#### Exercise:
Return the lines below in which the string "SequenceParseOptions" occurs.
==============================
// std imports
use std::fs::read_to_string;
use std::io::stdout;
use std::path::Path;
use std::sync::Arc;

// 3rd party imports
use anyhow::{bail, Context, Result};
use clap::{Parser, Subcommand, ValueEnum};
use itertools::Itertools;
use tracing::{debug, info, Level};
use tracing_subscriber::util::SubscriberInitExt;
use tracing_subscriber::{layer::SubscriberExt, EnvFilter};

// internal imports
use pepfrag::biology::digestion_enzyme::cleavage_rule::{
    CleavageRule, DEFAULT_NAME_DELIMITER, DEFAULT_TERMINUS_MARKER,
};
use pepfrag::biology::digestion_enzyme::functions::get_enzyme_by_name;
use pepfrag::chemistry::mass_table::{DefaultMassTable, MassMode};
use pepfrag::entities::fragmentation_options::FragmentationSpectrumOptions;
use pepfrag::entities::peptide::Peptide;
use pepfrag::entities::terminus::{CTerminusGroup, NTerminusGroup};
use pepfrag::functions::sequence_formatter::SequenceFormatOptions;
use pepfrag::functions::sequence_parser::{SequenceParseOptions, UnknownModificationPolicy};
use pepfrag::io::modification_symbol_csv::reader::Reader as ModificationReader;

const DEFAULT_MIN_PEPTIDE_LENGTH: usize = 6;
const DEFAULT_MAX_PEPTIDE_LENGTH: usize = 50;
const DEFAULT_MAX_NUMBER_OF_MISSED_CLEAVAGES: usize = 2;

#[derive(Clone, Copy, Debug, ValueEnum)]
enum OutputFormat {
    Tsv,
    Json,
}

/// Arguments describing how to read a peptide
#[derive(Debug, clap::Args)]
struct PeptideArgs {
    /// Peptide sequence, three letter code by default, e.g. `GlyLeu*Tyr`
    sequence: String,
    /// Sequence is given in one letter code, e.g. `GL*Y`
    #[arg(long, default_value_t = false, action = clap::ArgAction::SetTrue)]
    one_letter: bool,
    /// N-terminal group, either a name (hydrogen, hydrogen-plus-proton, acetyl, pyro-glu,
    /// carbamyl, ptc, none) or a formula, e.g. `C2OH3`
    #[arg(long)]
    n_terminus: Option<String>,
    /// C-terminal group, either a name (hydroxyl, amide, none) or a formula, e.g. `NH2`
    #[arg(long)]
    c_terminus: Option<String>,
    /// CSV file with additional modification symbols
    /// (columns: symbol, mass_delta, indicates_phosphorylation, comment)
    #[arg(long)]
    modifications: Option<String>,
    /// Register unknown modification symbols with a mass delta of 0 instead of ignoring them
    #[arg(long, default_value_t = false, action = clap::ArgAction::SetTrue)]
    register_unknown_modifications: bool,
    /// Use average instead of monoisotopic masses
    #[arg(long, default_value_t = false, action = clap::ArgAction::SetTrue)]
    average: bool,
}

/// Arguments describing a cleavage rule
#[derive(Debug, clap::Args)]
struct RuleArgs {
    /// Named rule, one of trypsin, lys-c, arg-c, glu-c, peptide-database
    #[arg(long, default_value = "trypsin")]
    rule: String,
    /// Custom residues after which the protease cleaves, overrides the named rule
    #[arg(long)]
    rule_residues: Option<String>,
    /// Custom residues preventing the cleavage when following a rule residue
    #[arg(long, default_value = "")]
    exception_residues: String,
    /// Compare residues case sensitive (custom rules only)
    #[arg(long, default_value_t = false, action = clap::ArgAction::SetTrue)]
    case_sensitive: bool,
}

impl RuleArgs {
    fn to_cleavage_rule(&self) -> Result<CleavageRule> {
        if let Some(rule_residues) = &self.rule_residues {
            return Ok(CleavageRule::new(
                rule_residues,
                &self.exception_residues,
                DEFAULT_TERMINUS_MARKER,
                !self.case_sensitive,
            ));
        }
        Ok(get_enzyme_by_name(&self.rule, 0, 0, usize::MAX)?
            .get_cleavage_rule()
            .clone())
    }
}

#[derive(Debug, Subcommand)]
enum Commands {
    /// Prints the theoretical fragment spectrum of a peptide
    Fragment {
        #[command(flatten)]
        peptide: PeptideArgs,
        /// JSON file with fragmentation spectrum options, missing fields keep their defaults
        #[arg(long)]
        options: Option<String>,
        /// Output format
        #[arg(long, value_enum, default_value_t = OutputFormat::Tsv)]
        format: OutputFormat,
    },
    /// Prints the mass of a peptide
    Mass {
        #[command(flatten)]
        peptide: PeptideArgs,
        /// Charge, 0 prints the neutral mass
        #[arg(long, default_value_t = 0)]
        charge: u8,
    },
    /// Names a peptide by its position within a protein, e.g. `t3` or `12.20`
    TrypticName {
        /// Protein sequence in one letter code
        protein: String,
        /// Peptide sequence in one letter code
        peptide: String,
        /// Name peptides not following the cleavage rule ICR-2LS compatible
        #[arg(long, default_value_t = false, action = clap::ArgAction::SetTrue)]
        icr2ls: bool,
        /// Name all occurrences of the peptide
        #[arg(long, default_value_t = false, action = clap::ArgAction::SetTrue)]
        all: bool,
        #[command(flatten)]
        rule_args: RuleArgs,
    },
    /// Prints the fragments of a protein separated at every cleavage site
    Fragments {
        /// Protein sequence in one letter code
        protein: String,
        #[command(flatten)]
        rule_args: RuleArgs,
    },
    /// Digests a protein and prints the peptides with their number of missed cleavages
    Digest {
        /// Protein sequence in one letter code or path to a file containing it
        protein: String,
        /// Enzyme, one of trypsin, lys-c, arg-c, glu-c, peptide-database
        #[arg(long, default_value = "trypsin")]
        enzyme: String,
        /// Min peptide length
        #[arg(long = "min-length", default_value_t = DEFAULT_MIN_PEPTIDE_LENGTH)]
        min_peptide_length: usize,
        /// Maximum peptide length
        #[arg(long = "max-length", default_value_t = DEFAULT_MAX_PEPTIDE_LENGTH)]
        max_peptide_length: usize,
        /// Maximum number of missed cleavages
        #[arg(long = "max-missed-cleavages", default_value_t = DEFAULT_MAX_NUMBER_OF_MISSED_CLEAVAGES)]
        max_number_of_missed_cleavages: usize,
    },
    /// Checks a sequence like `K.PEPTIDER.A` against a cleavage rule
    CheckRule {
        /// Sequence with prefix and suffix residue
        sequence: String,
        /// One end following the rule is sufficient
        #[arg(long, default_value_t = false, action = clap::ArgAction::SetTrue)]
        allow_partial: bool,
        #[command(flatten)]
        rule_args: RuleArgs,
    },
}

#[derive(Debug, Parser)]
#[command(name = "pepfrag")]
struct Cli {
    /// Verbosity level
    /// 0 - Error
    /// 1 - Warn
    /// 2 - Info
    /// 3 - Debug
    /// > 3 - Trace
    #[arg(short, long, action = clap::ArgAction::Count)]
    verbose: u8,
    #[command(subcommand)]
    command: Commands,
}

/// Builds the peptide described by the arguments
///
/// # Arguments
/// * `args` - Peptide arguments
///
fn build_peptide(args: &PeptideArgs) -> Result<Peptide> {
    let mass_mode = match args.average {
        true => MassMode::Average,
        false => MassMode::Monoisotopic,
    };
    let mut peptide = Peptide::with_mass_table(Arc::new(DefaultMassTable::new(mass_mode)));

    if let Some(modification_file) = &args.modifications {
        let modifications = ModificationReader::read(Path::new(modification_file))?;
        info!("Read {} modification symbols", modifications.len());
        peptide.add_modification_symbols(modifications);
    }

    let mut parse_options = match args.one_letter {
        true => SequenceParseOptions::one_letter_code(),
        false => SequenceParseOptions::default(),
    };
    if args.register_unknown_modifications {
        parse_options.unknown_modification_policy = UnknownModificationPolicy::Register;
    }
    peptide.set_sequence(&args.sequence, &parse_options)?;

    if let Some(n_terminus) = &args.n_terminus {
        let formula = NTerminusGroup::from_name(n_terminus)
            .map_or(n_terminus.as_str(), |group| group.get_formula());
        peptide.set_n_terminus(formula, None)?;
    }
    if let Some(c_terminus) = &args.c_terminus {
        let formula = CTerminusGroup::from_name(c_terminus)
            .map_or(c_terminus.as_str(), |group| group.get_formula());
        peptide.set_c_terminus(formula, None)?;
    }
    debug!(
        "Parsed peptide {}",
        peptide.get_sequence(&SequenceFormatOptions {
            include_n_and_c_terminii: true,
            ..SequenceFormatOptions::default()
        })
    );
    Ok(peptide)
}

fn main() -> Result<()> {
    let args = Cli::parse();

    let verbosity = match args.verbose {
        0 => Level::ERROR,
        1 => Level::WARN,
        2 => Level::INFO,
        3 => Level::DEBUG,
        _ => Level::TRACE,
    };

    let filter = EnvFilter::from_default_env().add_directive(verbosity.into());

    tracing_subscriber::registry()
        .with(tracing_subscriber::fmt::layer().with_writer(std::io::stderr))
        .with(filter)
        .init();

    match args.command {
        Commands::Fragment {
            peptide,
            options,
            format,
        } => {
            let mut peptide = build_peptide(&peptide)?;
            if let Some(options_file) = options {
                let options: FragmentationSpectrumOptions = serde_json::from_str(
                    &read_to_string(Path::new(&options_file))
                        .with_context(|| format!("Unable to read {}", options_file))?,
                )?;
                peptide.set_fragmentation_spectrum_options(options);
            }
            let spectrum = peptide.get_fragmentation_masses();
            info!("Calculated {} fragment peaks", spectrum.len());
            match format {
                OutputFormat::Json => {
                    serde_json::to_writer_pretty(stdout(), &spectrum)?;
                    println!();
                }
                OutputFormat::Tsv => {
                    let mut writer = csv::WriterBuilder::new()
                        .delimiter(b'\t')
                        .from_writer(stdout());
                    for peak in spectrum {
                        writer.serialize(peak)?;
                    }
                    writer.flush()?;
                }
            }
        }
        Commands::Mass { peptide, charge } => {
            let peptide = build_peptide(&peptide)?;
            if peptide.get_peptide_mass() == 0.0 {
                bail!("Peptide contains no residue with a known mass");
            }
            match charge {
                0 => println!("{}", peptide.get_peptide_mass()),
                _ => println!("{}", peptide.get_peptide_mass_mz(charge)),
            }
        }
        Commands::TrypticName {
            protein,
            peptide,
            icr2ls,
            all,
            rule_args,
        } => {
            let cleavage_rule = rule_args.to_cleavage_rule()?;
            let name = match all {
                true => cleavage_rule
                    .get_tryptic_name_multiple_matches(
                        &protein,
                        &peptide,
                        icr2ls,
                        DEFAULT_NAME_DELIMITER,
                    )
                    .get_names()
                    .to_string(),
                false => cleavage_rule
                    .get_tryptic_name(&protein, &peptide, 0, icr2ls)
                    .get_name()
                    .to_string(),
            };
            if name.is_empty() {
                bail!("Peptide {} not found in protein", peptide);
            }
            println!("{}", name);
        }
        Commands::Fragments { protein, rule_args } => {
            let fragments = rule_args.to_cleavage_rule()?.get_fragments(&protein);
            println!(
                "{}",
                fragments
                    .iter()
                    .map(|fragment| fragment.get_sequence())
                    .join(DEFAULT_NAME_DELIMITER)
            );
        }
        Commands::Digest {
            protein,
            enzyme,
            min_peptide_length,
            max_peptide_length,
            max_number_of_missed_cleavages,
        } => {
            let protein = match Path::new(&protein).is_file() {
                true => read_to_string(Path::new(&protein))?
                    .lines()
                    .map(str::trim)
                    .join(""),
                false => protein,
            };
            let enzyme = get_enzyme_by_name(
                &enzyme,
                max_number_of_missed_cleavages,
                min_peptide_length,
                max_peptide_length,
            )?;
            let peptides = enzyme.digest(&protein);
            info!("{} produced {} peptides", enzyme.get_name(), peptides.len());

            let mut writer = csv::WriterBuilder::new()
                .delimiter(b'\t')
                .from_writer(stdout());
            writer.serialize(("sequence", "missed_cleavages"))?;
            for (sequence, missed_cleavages) in peptides
                .iter()
                .sorted_by(|a, b| a.1.cmp(b.1).then_with(|| a.0.cmp(b.0)))
            {
                writer.serialize((sequence, missed_cleavages))?;
            }
            writer.flush()?;
        }
        Commands::CheckRule {
            sequence,
            allow_partial,
            rule_args,
        } => {
            let (matches, rule_match_count) = rule_args
                .to_cleavage_rule()?
                .check_sequence_against_cleavage_rule(&sequence, allow_partial);
            println!("{}\t{}", matches, rule_match_count);
        }
    }
    Ok(())
}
==============================
#### Written solution:
use pepfrag::functions::sequence_parser::{SequenceParseOptions, UnknownModificationPolicy};
        true => SequenceParseOptions::one_letter_code(),
        false => SequenceParseOptions::default(),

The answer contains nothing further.